4.8
September 5, 2011

The unseen benefits of headstand.

“In my youth, Father William replied to his son,
I feared it would injure the brain…”
Alice in Wonderland

Like Father William, I like to stand on my head more and more as I get older.  So much so that I sometimes wonder why I spend any time on my feet any more.

Twenty four by seven my eyes, the crystals in my ears*, and the myriad proprioceptors in my muscles are feeding data to my brain.  The data processes down my nerves like an endless caravan of trucks, brimming with signals about my position in the world.  My brain dutifully crunches these mountains of tiny bits, whirring along for all I know at a rate of thousands of gigabytes per millisecond.

I try to imagine building a spreadsheet that would calculate for one split instant the momentum and orientation for each part of my body. I can’t.  I wouldn’t know which cell to begin with.

And yet these are the calculations that my own brain has done effortlessly over and over and over again for more years than I care to admit. Really, it makes my head spin. You’d think the guy in the lighthouse would get bored up there, if not tired.

So here’s how I understand headstand.

Think of a swimming pool.  All summer long we splash around in the cool clarity of our spatial perceptions, making waves, dunking each other, cannonballing off the side of the pool.  Meanwhile in the darkness of a hidden shed, chanting “aum” like a devoted monk, the filter pump keeps the water swimmable.

The brain’s system of spatial orientation, like the pool’s filter pump, is what makes all of our other recreation possible.
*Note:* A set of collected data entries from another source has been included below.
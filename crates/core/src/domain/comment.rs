// Comment Domain Model (Phase 3)

use serde::{Deserialize, Serialize};

use crate::domain::item::ItemId;
use crate::domain::user::UserId;

/// Comment ID (UUID v4)
pub type CommentId = String;

/// Comment on an item listing
#[derive(Debug, Clone, Serialize, Deserialize)]
pub struct Comment {
    pub id: CommentId,
    pub item_id: ItemId,
    pub author: UserId,
    pub body: String,
    pub created_at: i64, // epoch ms
    pub updated_at: i64,
}

impl Comment {
    pub fn new(
        id: impl Into<String>,
        item_id: impl Into<String>,
        author: impl Into<String>,
        body: impl Into<String>,
        created_at: i64,
    ) -> Self {
        Self {
            id: id.into(),
            item_id: item_id.into(),
            author: author.into(),
            body: body.into(),
            created_at,
            updated_at: created_at,
        }
    }
}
Ever backflushed a pool’s filter pump?  You have to do it every few weeks during the summer: flip a switch that makes everything in the filtration system run backwards.  This blows the collected gunk on the filter out the other way and through a flushing pipe.

If a pool could sing, you’d hear “Allleluia!!” yodelling across the backyards of America every time someone backflushed.
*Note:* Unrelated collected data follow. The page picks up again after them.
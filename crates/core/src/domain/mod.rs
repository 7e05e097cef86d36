// Domain Layer - Pure business logic and entities

pub mod claim_queue;
pub mod comment;
pub mod error;
pub mod friend;
pub mod item;
pub mod post;
pub mod rating;
pub mod session;
pub mod user;

// Re-exports
pub use claim_queue::ClaimQueue;
pub use comment::{Comment, CommentId};
pub use error::DomainError;
pub use friend::{FriendRequest, Friendship, RequestId, RequestStatus};
pub use item::{Item, ItemId, ItemUpdate};
pub use post::{Post, PostId, PostOptions};
pub use rating::{Rating, RatingId};
pub use session::{Session, SessionToken};
pub use user::{User, UserId, DELETED_USER};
For my own brain I think doing a headstand is like backflushing a pool. For a few moments all of the gravity calculations go in reverse.  The pluses in the spreadsheet turn into minuses and the timeses become divided bys.  Words like down and up float away like useless balloons.

And whatever the other tangible benefits of standing on my head – increased blood flow to the brain, decompression in the lower back, reversal of pressure in my body’s many fluidic systems –  the best part of all is this momentary reversal of currents in my brain.

Because for those few moments in sirsasana, the office clerk in my head gets to stand up (or drift down) from his chair, rub his eyes, and a have a round of Sudoku.  It’s about time; the poor guy has earned a break.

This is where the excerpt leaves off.